__Your goal__. Print every line of the data word for word.

__Exercise data__.

....................

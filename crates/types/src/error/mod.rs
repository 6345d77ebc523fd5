// Path: crates/types/src/error/mod.rs
//! Core error types for the REVID gateway.
//!
//! Each domain owns its own `thiserror` enum; everything converges into
//! [`GatewayError`], whose [`GatewayError::kind`] classifies the failure into
//! the transport-independent taxonomy the external surface maps to HTTP
//! status codes.

use crate::app::DeviceId;
use thiserror::Error;

/// A trait for assigning a stable, machine-readable string code to an error.
pub trait ErrorCode {
    /// Returns the unique, stable string identifier for this error variant.
    fn code(&self) -> &'static str;
}

/// The transport-independent classification of a failure.
///
/// Every `GatewayError` maps onto exactly one kind; the HTTP layer maps each
/// kind onto a status code and never inspects variants directly.
#[derive(Clone, Copy, PartialEq, Eq, Debug)]
pub enum ErrorKind {
    /// Malformed hex, wrong length, unknown key type, negative integer.
    InvalidInput,
    /// Missing or invalid admin secret; caller is not the multi-sig.
    Unauthorized,
    /// A rate limiter denied the request.
    RateLimited,
    /// The referenced device is unknown.
    NotFound,
    /// Already enrolled / already revoked / duplicate operation id.
    Conflict,
    /// Stale parent hash, block delay not elapsed, device not active.
    Precondition,
    /// Invalid signature or membership proof, hash-to-prime exhausted.
    CryptoFailure,
    /// RPC timeout, reverted transaction, event-log gap.
    ChainFailure,
    /// Programmer error or broken invariant.
    Internal,
}

/// Errors from wire-format decoding (hex strings, fixed-width fields).
#[derive(Error, Debug)]
pub enum CodecError {
    /// The input was not valid hexadecimal.
    #[error("Invalid hex: {0}")]
    BadHex(String),
    /// A fixed-width field had the wrong length.
    #[error("Invalid length: expected {expected} bytes, got {got}")]
    BadLength {
        /// The required width in bytes.
        expected: usize,
        /// The width actually supplied.
        got: usize,
    },
    /// A canonical SCALE decode failed.
    #[error("Canonical decode failed: {0}")]
    Canonical(String),
}

impl ErrorCode for CodecError {
    fn code(&self) -> &'static str {
        match self {
            Self::BadHex(_) => "CODEC_BAD_HEX",
            Self::BadLength { .. } => "CODEC_BAD_LENGTH",
            Self::Canonical(_) => "CODEC_CANONICAL_DECODE",
        }
    }
}

/// Errors from the accumulator engine's pure-math operations.
#[derive(Error, Debug)]
pub enum AccumulatorError {
    /// An input was non-positive, out of range, or otherwise malformed.
    #[error("Invalid parameter: {0}")]
    InvalidParameter(String),
    /// A removal was attempted for a prime not coprime to the trapdoor.
    #[error("Element is not coprime to the trapdoor; no modular inverse exists")]
    NotCoprime,
    /// Hash-to-prime exceeded its bounded search.
    #[error("Hash-to-prime exhausted after {attempts} candidates")]
    HashToPrimeExhausted {
        /// How many candidates were tested before giving up.
        attempts: u32,
    },
    /// A witness failed verification against the expected root.
    #[error("Witness does not verify against the accumulator")]
    WitnessMismatch,
}

impl ErrorCode for AccumulatorError {
    fn code(&self) -> &'static str {
        match self {
            Self::InvalidParameter(_) => "ACC_INVALID_PARAMETER",
            Self::NotCoprime => "ACC_NOT_COPRIME",
            Self::HashToPrimeExhausted { .. } => "ACC_HASH_TO_PRIME_EXHAUSTED",
            Self::WitnessMismatch => "ACC_WITNESS_MISMATCH",
        }
    }
}

/// Errors from signature and key-handling operations.
#[derive(Error, Debug)]
pub enum CryptoError {
    /// The signature failed cryptographic verification.
    #[error("Signature verification failed")]
    VerificationFailed,
    /// The provided key material is malformed or invalid for the scheme.
    #[error("Invalid cryptographic key: {0}")]
    InvalidKey(String),
    /// The provided signature bytes are malformed for the scheme.
    #[error("Invalid signature format: {0}")]
    InvalidSignature(String),
    /// The key type is not supported by this gateway.
    #[error("Unsupported key type: {0}")]
    Unsupported(String),
    /// A generic failure in an underlying cryptographic library.
    #[error("Cryptographic operation failed: {0}")]
    OperationFailed(String),
}

impl ErrorCode for CryptoError {
    fn code(&self) -> &'static str {
        match self {
            Self::VerificationFailed => "CRYPTO_VERIFICATION_FAILED",
            Self::InvalidKey(_) => "CRYPTO_INVALID_KEY",
            Self::InvalidSignature(_) => "CRYPTO_INVALID_SIGNATURE",
            Self::Unsupported(_) => "CRYPTO_UNSUPPORTED",
            Self::OperationFailed(_) => "CRYPTO_OPERATION_FAILED",
        }
    }
}

/// Errors about the lifecycle state of a device record.
#[derive(Error, Debug)]
pub enum DeviceError {
    /// No record exists for the device id.
    #[error("Device {0} not found")]
    NotFound(DeviceId),
    /// A record already exists for this public key.
    #[error("Device {0} is already enrolled")]
    AlreadyEnrolled(DeviceId),
    /// The device was revoked; the transition is terminal.
    #[error("Device {0} is already revoked")]
    AlreadyRevoked(DeviceId),
    /// The requested operation requires an active device.
    #[error("Device {0} is not active")]
    NotActive(DeviceId),
    /// Two distinct devices derived the same accumulator prime.
    #[error("Accumulator prime collision for device {0}")]
    PrimeCollision(DeviceId),
}

impl ErrorCode for DeviceError {
    fn code(&self) -> &'static str {
        match self {
            Self::NotFound(_) => "DEVICE_NOT_FOUND",
            Self::AlreadyEnrolled(_) => "DEVICE_ALREADY_ENROLLED",
            Self::AlreadyRevoked(_) => "DEVICE_ALREADY_REVOKED",
            Self::NotActive(_) => "DEVICE_NOT_ACTIVE",
            Self::PrimeCollision(_) => "DEVICE_PRIME_COLLISION",
        }
    }
}

/// Errors in the challenge-response authentication handshake.
#[derive(Error, Debug)]
pub enum AuthError {
    /// No outstanding challenge exists for the device.
    #[error("No outstanding challenge for this device")]
    NoChallenge,
    /// The outstanding challenge has expired.
    #[error("Challenge has expired")]
    ChallengeExpired,
    /// The submitted nonce does not match the outstanding challenge.
    #[error("Nonce does not match the outstanding challenge")]
    NonceMismatch,
    /// The submitted prime does not match the device's assigned prime.
    #[error("Submitted prime does not match the enrolled prime")]
    PrimeMismatch,
}

impl ErrorCode for AuthError {
    fn code(&self) -> &'static str {
        match self {
            Self::NoChallenge => "AUTH_NO_CHALLENGE",
            Self::ChallengeExpired => "AUTH_CHALLENGE_EXPIRED",
            Self::NonceMismatch => "AUTH_NONCE_MISMATCH",
            Self::PrimeMismatch => "AUTH_PRIME_MISMATCH",
        }
    }
}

....................

__Task output__.
filename crates/types/src/error/mod.rs
repository 6345d77ebc523fd5
// Path: crates/types/src/error/mod.rs
//! Core error types for the REVID gateway.
//!
//! Each domain owns its own `thiserror` enum; everything converges into
//! [`GatewayError`], whose [`GatewayError::kind`] classifies the failure into
//! the transport-independent taxonomy the external surface maps to HTTP
//! status codes.

use crate::app::DeviceId;
use thiserror::Error;

/// A trait for assigning a stable, machine-readable string code to an error.
pub trait ErrorCode {
    /// Returns the unique, stable string identifier for this error variant.
    fn code(&self) -> &'static str;
}

/// The transport-independent classification of a failure.
///
/// Every `GatewayError` maps onto exactly one kind; the HTTP layer maps each
/// kind onto a status code and never inspects variants directly.
#[derive(Clone, Copy, PartialEq, Eq, Debug)]
pub enum ErrorKind {
    /// Malformed hex, wrong length, unknown key type, negative integer.
    InvalidInput,
    /// Missing or invalid admin secret; caller is not the multi-sig.
    Unauthorized,
    /// A rate limiter denied the request.
    RateLimited,
    /// The referenced device is unknown.
    NotFound,
    /// Already enrolled / already revoked / duplicate operation id.
    Conflict,
    /// Stale parent hash, block delay not elapsed, device not active.
    Precondition,
    /// Invalid signature or membership proof, hash-to-prime exhausted.
    CryptoFailure,
    /// RPC timeout, reverted transaction, event-log gap.
    ChainFailure,
    /// Programmer error or broken invariant.
    Internal,
}

/// Errors from wire-format decoding (hex strings, fixed-width fields).
#[derive(Error, Debug)]
pub enum CodecError {
    /// The input was not valid hexadecimal.
    #[error("Invalid hex: {0}")]
    BadHex(String),
    /// A fixed-width field had the wrong length.
    #[error("Invalid length: expected {expected} bytes, got {got}")]
    BadLength {
        /// The required width in bytes.
        expected: usize,
        /// The width actually supplied.
        got: usize,
    },
    /// A canonical SCALE decode failed.
    #[error("Canonical decode failed: {0}")]
    Canonical(String),
}

impl ErrorCode for CodecError {
    fn code(&self) -> &'static str {
        match self {
            Self::BadHex(_) => "CODEC_BAD_HEX",
            Self::BadLength { .. } => "CODEC_BAD_LENGTH",
            Self::Canonical(_) => "CODEC_CANONICAL_DECODE",
        }
    }
}

/// Errors from the accumulator engine's pure-math operations.
#[derive(Error, Debug)]
pub enum AccumulatorError {
    /// An input was non-positive, out of range, or otherwise malformed.
    #[error("Invalid parameter: {0}")]
    InvalidParameter(String),
    /// A removal was attempted for a prime not coprime to the trapdoor.
    #[error("Element is not coprime to the trapdoor; no modular inverse exists")]
    NotCoprime,
    /// Hash-to-prime exceeded its bounded search.
    #[error("Hash-to-prime exhausted after {attempts} candidates")]
    HashToPrimeExhausted {
        /// How many candidates were tested before giving up.
        attempts: u32,
    },
    /// A witness failed verification against the expected root.
    #[error("Witness does not verify against the accumulator")]
    WitnessMismatch,
}

impl ErrorCode for AccumulatorError {
    fn code(&self) -> &'static str {
        match self {
            Self::InvalidParameter(_) => "ACC_INVALID_PARAMETER",
            Self::NotCoprime => "ACC_NOT_COPRIME",
            Self::HashToPrimeExhausted { .. } => "ACC_HASH_TO_PRIME_EXHAUSTED",
            Self::WitnessMismatch => "ACC_WITNESS_MISMATCH",
        }
    }
}

/// Errors from signature and key-handling operations.
#[derive(Error, Debug)]
pub enum CryptoError {
    /// The signature failed cryptographic verification.
    #[error("Signature verification failed")]
    VerificationFailed,
    /// The provided key material is malformed or invalid for the scheme.
    #[error("Invalid cryptographic key: {0}")]
    InvalidKey(String),
    /// The provided signature bytes are malformed for the scheme.
    #[error("Invalid signature format: {0}")]
    InvalidSignature(String),
    /// The key type is not supported by this gateway.
    #[error("Unsupported key type: {0}")]
    Unsupported(String),
    /// A generic failure in an underlying cryptographic library.
    #[error("Cryptographic operation failed: {0}")]
    OperationFailed(String),
}

impl ErrorCode for CryptoError {
    fn code(&self) -> &'static str {
        match self {
            Self::VerificationFailed => "CRYPTO_VERIFICATION_FAILED",
            Self::InvalidKey(_) => "CRYPTO_INVALID_KEY",
            Self::InvalidSignature(_) => "CRYPTO_INVALID_SIGNATURE",
            Self::Unsupported(_) => "CRYPTO_UNSUPPORTED",
            Self::OperationFailed(_) => "CRYPTO_OPERATION_FAILED",
        }
    }
}

/// Errors about the lifecycle state of a device record.
#[derive(Error, Debug)]
pub enum DeviceError {
    /// No record exists for the device id.
    #[error("Device {0} not found")]
    NotFound(DeviceId),
    /// A record already exists for this public key.
    #[error("Device {0} is already enrolled")]
    AlreadyEnrolled(DeviceId),
    /// The device was revoked; the transition is terminal.
    #[error("Device {0} is already revoked")]
    AlreadyRevoked(DeviceId),
    /// The requested operation requires an active device.
    #[error("Device {0} is not active")]
    NotActive(DeviceId),
    /// Two distinct devices derived the same accumulator prime.
    #[error("Accumulator prime collision for device {0}")]
    PrimeCollision(DeviceId),
}

impl ErrorCode for DeviceError {
    fn code(&self) -> &'static str {
        match self {
            Self::NotFound(_) => "DEVICE_NOT_FOUND",
            Self::AlreadyEnrolled(_) => "DEVICE_ALREADY_ENROLLED",
            Self::AlreadyRevoked(_) => "DEVICE_ALREADY_REVOKED",
            Self::NotActive(_) => "DEVICE_NOT_ACTIVE",
            Self::PrimeCollision(_) => "DEVICE_PRIME_COLLISION",
        }
    }
}

/// Errors in the challenge-response authentication handshake.
#[derive(Error, Debug)]
pub enum AuthError {
    /// No outstanding challenge exists for the device.
    #[error("No outstanding challenge for this device")]
    NoChallenge,
    /// The outstanding challenge has expired.
    #[error("Challenge has expired")]
    ChallengeExpired,
    /// The submitted nonce does not match the outstanding challenge.
    #[error("Nonce does not match the outstanding challenge")]
    NonceMismatch,
    /// The submitted prime does not match the device's assigned prime.
    #[error("Submitted prime does not match the enrolled prime")]
    PrimeMismatch,
}

impl ErrorCode for AuthError {
    fn code(&self) -> &'static str {
        match self {
            Self::NoChallenge => "AUTH_NO_CHALLENGE",
            Self::ChallengeExpired => "AUTH_CHALLENGE_EXPIRED",
            Self::NonceMismatch => "AUTH_NONCE_MISMATCH",
            Self::PrimeMismatch => "AUTH_PRIME_MISMATCH",
        }
    }
}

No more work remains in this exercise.